Setelah mendapatkan persetujuan dari Maudy, Irene pun kembali ke brankarnya. Tidak lupa dia menutup rapat setiap sisi tirai. Beruntungnya dia sudah meminta Maudy mengosongkan satu hari dari jadwal apa pun. Dia sudah berpikir ingin menghabiskan waktunya dengan Keenan.
Ah, pria itu. Untuk sesaat, Irene sempat melupakannya karena serangan panik dan rasa kekhawatirannya akan janin itu. Bukan diselingkuhi, tapi menjadi selingkuhan. Bukan sekadar berpacaran, tapi mereka sudah menikah. Tidak ada pembelaan, Keenan malah menciut di depan istrinya.
Irene kehilangan harapan lagi.
Namun entah kenapa, ia tidak bisa menangis. Apakah ini berarti perasaan yang sempat hidup karena Keenan, sudah mati seketika kembali?
Irene menunduk dan meletakkan tangannya di perut. Tidak ada harapan lagi untuk janin ini. Dia harus—
Srak!
“Eh? Sudah siuman?”
Irene menoleh dengan cepat ke arah pria yang tiba-tiba menyibai tirai brankarnya. Pria itu memakai kemeja berwarna hitam yang digulung sampai siku yang sisi bawahnya agak keluar dari celana jeans itu. Rambutnya tampak berantakan, seolah memang sengaja dia acak-acak.
Untung saja Irene masih memakai maskernya, jadi wajah sinis bercampur kaget itu tidak terlalu terlihat jelas.
“Siapa...?”
“Ah!” Pria itu seolah baru teringat sesuatu. “Dokter Venty bilang Anda sudah sadar, jadinya saya cek ke sini. Dan... ternyata beneran.”
Kerutan di dahi Irene belum juga hilang. Jujur saja, itu tidak menjelaskan.
“Saya yang tolongin Anda,” sambung pria itu akhirnya.

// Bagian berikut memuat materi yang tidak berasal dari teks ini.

mod json_contract;
mod number_format;
mod scale_config;
mod tick_format;

pub use json_contract::{POWER_SCALE_CONFIG_JSON_SCHEMA_V1, PowerScaleConfigJsonContractV1};
pub use number_format::{FormatKind, NumberFormat, SiPrefix, SignMode};
pub use scale_config::PowerScaleConfig;
pub use tick_format::TickFormatter;
//! Cache Store Module
//!
//! Synchronous storage engine behind the expiring cache: a HashMap of entries
//! plus the full-scan sweep that evicts anything older than the TTL.

use std::collections::HashMap;
use std::time::Duration;

use tokio::time::Instant;

use crate::cache::CacheEntry;

// == Cache Store ==
/// Key/value storage with a single, store-wide TTL.
///
/// The store itself never enforces freshness on reads. Stale entries stay
/// visible until [`CacheStore::sweep`] removes them.
#[derive(Debug)]
pub struct CacheStore {
    /// Entries keyed by request URL
    entries: HashMap<String, CacheEntry>,
    /// Maximum age before an entry becomes eligible for eviction
    ttl: Duration,
}

impl CacheStore {
    // == Constructor ==
    /// Creates an empty store with the given TTL.
    pub fn new(ttl: Duration) -> Self {
        Self {
            entries: HashMap::new(),
            ttl,
        }
    }

    // == Add ==
    /// Inserts or replaces the entry for `key`, stamping it with the current instant.
    pub fn add(&mut self, key: String, payload: Vec<u8>) {
        self.insert(key, CacheEntry::new(payload));
    }

    /// Inserts a prebuilt entry, replacing any previous one for `key`.
    pub fn insert(&mut self, key: String, entry: CacheEntry) {
        self.entries.insert(key, entry);
    }

    // == Get ==
    /// Returns the payload stored under `key`, regardless of its age.
    pub fn get(&self, key: &str) -> Option<&[u8]> {
        self.entries.get(key).map(|entry| entry.payload.as_slice())
    }

    // == Sweep ==
    /// Removes every entry whose age at `now` exceeds the TTL.
    ///
    /// Returns the number of entries removed.
    pub fn sweep(&mut self, now: Instant) -> usize {
        let before = self.entries.len();
        let ttl = self.ttl;
        self.entries.retain(|_, entry| !entry.is_stale(now, ttl));
        before - self.entries.len()
    }

    // == TTL ==
    /// Returns the configured TTL.
    pub fn ttl(&self) -> Duration {
        self.ttl
    }

    // == Length ==
    /// Returns the current number of entries in the store.
    pub fn len(&self) -> usize {
        self.entries.len()
    }

    // == Is Empty ==
    /// Returns true if the store holds no entries.
    pub fn is_empty(&self) -> bool {
        self.entries.is_empty()
    }
}

// == Unit Tests ==
#[cfg(test)]
mod tests {
    use super::*;

    const TTL: Duration = Duration::from_millis(500);

    #[test]
    fn test_store_new() {
        let store = CacheStore::new(TTL);
        assert_eq!(store.len(), 0);
        assert!(store.is_empty());
        assert_eq!(store.ttl(), TTL);
    }

    #[test]
    fn test_store_add_and_get() {
        let mut store = CacheStore::new(TTL);

        store.add("https://example.com".to_string(), b"testdata".to_vec());

        assert_eq!(store.get("https://example.com"), Some(&b"testdata"[..]));
        assert_eq!(store.len(), 1);
    }

    #[test]
    fn test_store_get_missing() {
        let store = CacheStore::new(TTL);
        assert!(store.get("https://example.com/never-added").is_none());
    }

    #[test]
    fn test_store_replace_updates_payload_and_timestamp() {
        let mut store = CacheStore::new(TTL);
        let start = Instant::now();
        let key = "https://example.com/path".to_string();

        store.insert(key.clone(), CacheEntry::created_at(b"a".to_vec(), start));
        store.insert(
            key.clone(),
            CacheEntry::created_at(b"b".to_vec(), start + Duration::from_millis(400)),
        );

        assert_eq!(store.get(&key), Some(&b"b"[..]));
        assert_eq!(store.len(), 1);

        // The first insert would be stale here, the replacement is not
        let removed = store.sweep(start + Duration::from_millis(600));
        assert_eq!(removed, 0);
        assert_eq!(store.get(&key), Some(&b"b"[..]));
    }

    #[test]
    fn test_store_get_does_not_check_age() {
        let mut store = CacheStore::new(TTL);
        let long_ago = Instant::now() - Duration::from_secs(60);

        store.insert("old".to_string(), CacheEntry::created_at(b"v".to_vec(), long_ago));

        assert_eq!(store.get("old"), Some(&b"v"[..]));
    }

    #[test]
    fn test_store_sweep_removes_only_stale() {
        let mut store = CacheStore::new(TTL);
        let start = Instant::now();

        store.insert("stale".to_string(), CacheEntry::created_at(b"1".to_vec(), start));
        store.insert(
            "fresh".to_string(),
            CacheEntry::created_at(b"2".to_vec(), start + Duration::from_millis(300)),
        );

        let removed = store.sweep(start + Duration::from_millis(700));

        assert_eq!(removed, 1);
        assert_eq!(store.len(), 1);
        assert!(store.get("stale").is_none());
        assert_eq!(store.get("fresh"), Some(&b"2"[..]));
    }

    #[test]
    fn test_store_sweep_empty() {
        let mut store = CacheStore::new(TTL);
        assert_eq!(store.sweep(Instant::now()), 0);
    }
}
//! Configuration Module
//!
//! Handles loading and managing client configuration from environment variables.

use std::env;
use std::time::Duration;

use crate::commands::DEFAULT_BENCHMARK;

/// Default PokeAPI root.
pub const DEFAULT_BASE_URL: &str = "https://pokeapi.co/api/v2";

/// Client configuration parameters.
///
/// All values can be configured via environment variables with sensible defaults.
#[derive(Debug, Clone)]
pub struct Config {
    /// PokeAPI root URL, without a trailing slash
    pub base_url: String,
    /// Cache TTL in milliseconds, also the sweep period
    pub cache_ttl_ms: u64,
    /// Location areas shown per `map`/`mapb` page
    pub page_size: usize,
    /// Base experience at which the catch chance is one half
    pub catch_benchmark: u32,
    /// Store fetched payloads in the cache after a miss
    pub cache_write_back: bool,
}

impl Config {
    /// Creates a new Config by loading values from environment variables.
    ///
    /// Unparsable or zero values fall back to the default.
    ///
    /// # Environment Variables
    /// - `POKEAPI_BASE_URL` - API root (default: https://pokeapi.co/api/v2)
    /// - `POKEDEX_CACHE_TTL_MS` - Cache TTL in milliseconds (default: 5000)
    /// - `POKEDEX_PAGE_SIZE` - Locations per page (default: 20)
    /// - `POKEDEX_CATCH_BENCHMARK` - Catch difficulty constant (default: 200)
    /// - `POKEDEX_CACHE_WRITE_BACK` - Populate the cache on a miss (default: true)
    pub fn from_env() -> Self {
        let defaults = Self::default();

        Self {
            base_url: env::var("POKEAPI_BASE_URL")
                .ok()
                .map(|v| v.trim().trim_end_matches('/').to_string())
                .filter(|v| !v.is_empty())
                .unwrap_or(defaults.base_url),
            cache_ttl_ms: positive_var("POKEDEX_CACHE_TTL_MS").unwrap_or(defaults.cache_ttl_ms),
            page_size: positive_var("POKEDEX_PAGE_SIZE").unwrap_or(defaults.page_size),
            catch_benchmark: positive_var("POKEDEX_CATCH_BENCHMARK")
                .unwrap_or(defaults.catch_benchmark),
            cache_write_back: env::var("POKEDEX_CACHE_WRITE_BACK")
                .ok()
                .and_then(|v| parse_flag(&v))
                .unwrap_or(defaults.cache_write_back),
        }
    }

    /// Returns the cache TTL as a Duration.
    pub fn cache_ttl(&self) -> Duration {
        Duration::from_millis(self.cache_ttl_ms)
    }
}

impl Default for Config {
    fn default() -> Self {
        Self {
            base_url: DEFAULT_BASE_URL.to_string(),
            cache_ttl_ms: 5000,
            page_size: 20,
            catch_benchmark: DEFAULT_BENCHMARK,
            cache_write_back: true,
        }
    }
}

fn positive_var<T>(name: &str) -> Option<T>
where
    T: std::str::FromStr + PartialOrd + Default,
{
    env::var(name)
        .ok()
        .and_then(|v| v.trim().parse().ok())
        .filter(|v| *v > T::default())
}

fn parse_flag(value: &str) -> Option<bool> {
    match value.trim().to_ascii_lowercase().as_str() {
        "1" | "true" | "yes" | "on" => Some(true),
        "0" | "false" | "no" | "off" => Some(false),
        _ => None,
    }
}
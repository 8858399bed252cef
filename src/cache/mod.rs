//! Cache Module
//!
//! Provides the in-memory response cache with a single TTL and periodic sweeping.

mod entry;
mod expiring;
mod store;


// Re-export public types
pub use entry::CacheEntry;
pub use expiring::ExpiringCache;
pub use store::CacheStore;
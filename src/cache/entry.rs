//! Cache Entry Module
//!
//! Defines a single cached response payload stamped with its insertion time.

use std::time::Duration;

use tokio::time::Instant;

// == Cache Entry ==
/// A cached payload and the instant it was inserted.
///
/// Entries are never mutated after insertion. Re-adding a key replaces the
/// whole entry, timestamp included.
#[derive(Debug, Clone)]
pub struct CacheEntry {
    /// The stored bytes, opaque to the cache
    pub payload: Vec<u8>,
    /// Insertion instant
    pub created_at: Instant,
}

impl CacheEntry {
    // == Constructor ==
    /// Creates a new entry stamped with the current instant.
    pub fn new(payload: Vec<u8>) -> Self {
        Self::created_at(payload, Instant::now())
    }

    /// Creates an entry with an explicit insertion instant.
    pub fn created_at(payload: Vec<u8>, created_at: Instant) -> Self {
        Self {
            payload,
            created_at,
        }
    }

    // == Age ==
    /// Returns how long the entry has lived as of `now`.
    ///
    /// Saturates to zero if `now` precedes the insertion instant.
    pub fn age(&self, now: Instant) -> Duration {
        now.saturating_duration_since(self.created_at)
    }

    // == Is Stale ==
    /// Checks whether the entry should be evicted by a sweep at `now`.
    ///
    /// Boundary condition: an entry whose age equals the TTL exactly is still
    /// live. Only an age strictly greater than the TTL makes it stale.
    pub fn is_stale(&self, now: Instant, ttl: Duration) -> bool {
        self.age(now) > ttl
    }
}
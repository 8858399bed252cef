//! REPL Module
//!
//! Reads lines, tokenizes them, and dispatches one command at a time.

use std::io::Write;

use rand::Rng;
use tokio::io::{AsyncBufRead, AsyncBufReadExt};
use tracing::debug;

use crate::commands::{Command, Dispatcher, Flow, Pokedex};

pub const PROMPT: &str = "Pokedex > ";

/// Splits a line on whitespace and lowercases every token.
pub fn clean_input(text: &str) -> Vec<String> {
    text.split_whitespace().map(str::to_lowercase).collect()
}

/// Runs the read-eval-print loop until `exit` or end of input.
///
/// Command failures are printed and the loop continues; only I/O errors on
/// `input` or `out` end it early.
pub async fn run<I, W, R>(
    input: I,
    out: &mut W,
    dispatcher: &mut Dispatcher<R>,
    pokedex: &mut Pokedex,
) -> std::io::Result<()>
where
    I: AsyncBufRead + Unpin,
    W: Write,
    R: Rng,
{
    let mut lines = input.lines();

    loop {
        write!(out, "{}", PROMPT)?;
        out.flush()?;

        let Some(line) = lines.next_line().await? else {
            debug!("End of input");
            writeln!(out)?;
            return Ok(());
        };

        let words = clean_input(&line);
        let Some((name, args)) = words.split_first() else {
            continue;
        };

        let Some(command) = Command::parse(name) else {
            writeln!(out, "Unknown command")?;
            continue;
        };

        match dispatcher.execute(command, args, pokedex, out).await {
            Ok(Flow::Exit) => return Ok(()),
            Ok(Flow::Continue) => {}
            Err(e) => {
                debug!(command = command.name(), error = %e, "Command failed");
                writeln!(out, "Error: {}", e)?;
            }
        }
    }
}

#[cfg(test)]
mod tests {
    use super::*;

    #[test]
    fn test_clean_input() {
        let cases = [
            ("  hello  world  ", vec!["hello", "world"]),
            ("hello, world!", vec!["hello,", "world!"]),
            (
                "This IS a CapiTal LeTTER",
                vec!["this", "is", "a", "capital", "letter"],
            ),
            ("catch\tPikachu\n", vec!["catch", "pikachu"]),
        ];

        for (input, expected) in cases {
            assert_eq!(clean_input(input), expected, "input: {input:?}");
        }
    }

    #[test]
    fn test_clean_input_blank() {
        assert!(clean_input("").is_empty());
        assert!(clean_input("    ").is_empty());
    }
}
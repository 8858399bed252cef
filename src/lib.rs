//! Pokedex CLI - An interactive PokeAPI client
//!
//! Browses location areas, explores encounters and catches pokemon, with
//! responses held in a time-expiring cache swept by a background task.

pub mod cache;
pub mod client;
pub mod commands;
pub mod config;
pub mod error;
pub mod models;
pub mod repl;
pub mod tasks;

pub use cache::ExpiringCache;
pub use client::PokeApiClient;
pub use commands::{Dispatcher, Pokedex};
pub use config::Config;
pub use error::{PokedexError, Result};
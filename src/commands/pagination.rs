//! Pagination Module
//!
//! Location-area paging state for the `map` and `mapb` commands.

// == Pagination ==
/// Tracks which page of location areas is on screen.
#[derive(Debug, Clone)]
pub struct Pagination {
    page_size: usize,
    /// Offset of the page last shown, if any
    current: Option<usize>,
    /// Whether the page last shown was short, i.e. the end of records
    at_end: bool,
}

impl Pagination {
    // == Constructor ==
    /// Creates paging state with nothing shown yet. A zero page size is
    /// raised to one.
    pub fn new(page_size: usize) -> Self {
        Self {
            page_size: page_size.max(1),
            current: None,
            at_end: false,
        }
    }

    pub fn page_size(&self) -> usize {
        self.page_size
    }

    // == Offsets ==
    /// Offset `map` should fetch: the page after the current one. At the end
    /// of records the last page is shown again.
    pub fn next_offset(&self) -> usize {
        match self.current {
            None => 0,
            Some(current) if self.at_end => current,
            Some(current) => current + self.page_size,
        }
    }

    /// Offset `mapb` should fetch: the page before the current one, clamped
    /// at the first page.
    pub fn previous_offset(&self) -> usize {
        self.current
            .map_or(0, |current| current.saturating_sub(self.page_size))
    }

    // == Record ==
    /// Records that the page at `offset` was shown with `len` results.
    ///
    /// Returns true when that page was the end of records.
    pub fn record(&mut self, offset: usize, len: usize) -> bool {
        self.current = Some(offset);
        self.at_end = len < self.page_size;
        self.at_end
    }
}

// == Unit Tests ==
#[cfg(test)]
mod tests {
    use super::*;

    #[test]
    fn test_forward_paging() {
        let mut pages = Pagination::new(20);
        assert_eq!(pages.next_offset(), 0);

        assert!(!pages.record(0, 20));
        assert_eq!(pages.next_offset(), 20);

        assert!(!pages.record(20, 20));
        assert_eq!(pages.next_offset(), 40);
    }

    #[test]
    fn test_backward_paging_clamps_at_first_page() {
        let mut pages = Pagination::new(20);
        assert_eq!(pages.previous_offset(), 0);

        pages.record(0, 20);
        assert_eq!(pages.previous_offset(), 0);

        pages.record(40, 20);
        assert_eq!(pages.previous_offset(), 20);
    }

    #[test]
    fn test_back_then_forward_resumes() {
        let mut pages = Pagination::new(20);
        pages.record(0, 20);
        pages.record(20, 20);
        pages.record(40, 20);

        let back = pages.previous_offset();
        pages.record(back, 20);
        assert_eq!(back, 20);
        assert_eq!(pages.next_offset(), 40);
    }

    #[test]
    fn test_end_of_records_repeats_last_page() {
        let mut pages = Pagination::new(20);
        pages.record(0, 20);

        assert!(pages.record(20, 7));
        assert_eq!(pages.next_offset(), 20);
        assert_eq!(pages.previous_offset(), 0);
    }

    #[test]
    fn test_zero_page_size_is_clamped() {
        assert_eq!(Pagination::new(0).page_size(), 1);
    }
}
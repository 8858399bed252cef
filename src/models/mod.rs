//! PokeAPI models
//!
//! Serde types for the subset of PokeAPI JSON the client reads. Unknown fields
//! are ignored.

pub mod location;
pub mod pokemon;

// Re-export commonly used types
pub use location::{LocationArea, LocationAreaPage, NamedResource, PokemonEncounter};
pub use pokemon::{Pokemon, PokemonStat, PokemonType, StatSummary};
//! Declaration spans recorded while parsing.
//!
//! `NodeSpans` collects the byte ranges of every declaration the parser
//! completed, tagged with the node kind to open in the CST. Declarations nest
//! (a rule inside a module inside a package), so the list is ordered with
//! outer nodes before the nodes they contain.

use crate::{Span, SyntaxKind};

#[derive(Debug, Clone, Default)]
pub(crate) struct NodeSpans {
    spans: Vec<(SyntaxKind, Span)>,
}

impl NodeSpans {
    /// Record a node. Empty spans are ignored.
    pub(crate) fn push(&mut self, kind: SyntaxKind, span: Span) {
        if span.start < span.end {
            self.spans.push((kind, span));
        }
    }

    pub(crate) fn len(&self) -> usize {
        self.spans.len()
    }

    pub(crate) fn truncate(&mut self, len: usize) {
        self.spans.truncate(len);
    }

    /// Spans sorted by start, longest first, so that an enclosing node is
    /// opened before its children.
    pub(crate) fn sorted(&self) -> Vec<(SyntaxKind, Span)> {
        let mut out = self.spans.clone();
        out.sort_by(|(_, a), (_, b)| a.start.cmp(&b.start).then(b.end.cmp(&a.end)));
        out
    }
}

#[cfg(test)]
mod tests {
    use super::*;

    #[test]
    fn outer_nodes_come_first() {
        let mut spans = NodeSpans::default();
        spans.push(SyntaxKind::N_RULE, 10..20);
        spans.push(SyntaxKind::N_MODULE_DEF, 0..30);
        spans.push(SyntaxKind::N_METHOD_DEF, 0..8);
        let kinds: Vec<SyntaxKind> = spans.sorted().into_iter().map(|(k, _)| k).collect();
        assert_eq!(
            kinds,
            [
                SyntaxKind::N_MODULE_DEF,
                SyntaxKind::N_METHOD_DEF,
                SyntaxKind::N_RULE
            ]
        );
    }

    #[test]
    fn empty_spans_are_dropped() {
        let mut spans = NodeSpans::default();
        spans.push(SyntaxKind::N_RULE, 4..4);
        assert_eq!(spans.len(), 0);
    }
}
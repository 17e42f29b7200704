//! Shared helpers for integration tests.
//!
//! These mirror the crate's internal test helpers using only the public API.

#![expect(
    dead_code,
    reason = "helpers are reused across multiple tests so some may be unused"
)]

use bsvparse::ast::Dialect;
use bsvparse::{Diagnostic, DiagnosticKind, UnsupportedConstruct};

/// Render an expression, panicking with the diagnostics on failure.
#[track_caller]
pub fn expr_sexpr(src: &str) -> String {
    match bsvparse::parse_expression(src) {
        Ok(expr) => expr.to_sexpr(),
        Err(errors) => panic!("`{src}` failed to parse: {errors:?}"),
    }
}

/// Render a statement of dialect `D`, panicking with the diagnostics on
/// failure.
#[track_caller]
pub fn stmt_sexpr<D: Dialect>(src: &str) -> String {
    match bsvparse::parse_statement::<D>(src) {
        Ok(stmt) => stmt.to_sexpr(),
        Err(errors) => panic!("`{src}` failed to parse: {errors:?}"),
    }
}

/// Messages of every diagnostic, in order.
pub fn messages(diagnostics: &[Diagnostic]) -> Vec<&str> {
    diagnostics.iter().map(|d| d.message.as_str()).collect()
}

/// Unsupported constructs among `diagnostics`, in order.
pub fn unsupported(diagnostics: &[Diagnostic]) -> Vec<UnsupportedConstruct> {
    diagnostics
        .iter()
        .filter_map(|d| match d.kind {
            DiagnosticKind::Unsupported(construct) => Some(construct),
            _ => None,
        })
        .collect()
}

“Oh...,” Irene bergumam pelan sambil mengangguk kecil. Jadi, yang menolongnya itu bukan malaikat maut, tapi seorang pria biasa... yang tampangnya agak mencurigakan.
Bagaimana Irene mengatakannya, ya? Pria ini terlihat seperti bocah SMP nakal, iseng, dan suka mengganggu temannya. Namun, bola mata bening itu juga menyiratkan ketulusan dan kepolosan. Kalau boleh dibilang...
“Kayak anjing husky.”
“Apa?”
“Hah?” Irene mengerjap. “Apa?”
“Anda bilang sesuatu?”
Irene tidak langsung menjawab. Apa dia bilang sesuatu? “....Gak....”
Pria itu menggaruk belakang kepalanya. “Kayaknya gue denger suara, deh....”
Irene yakin kalau pria itu berbicara pada dirinya sendiri, tapi telinganya cukup jelas mendengar itu.
“Oh, iya. Gimana keadaan... Mbak?” Pria itu cukup ragu memanggil Irene dengan panggilan itu. Dari sini, Irene tidak yakin apakah pria ini mengenal siapa dirinya atau tidak.
“Baik. Terima kasih sudah menolong saya,” jawab Irene datar, sebisa mungkin tidak terlihat mencolok.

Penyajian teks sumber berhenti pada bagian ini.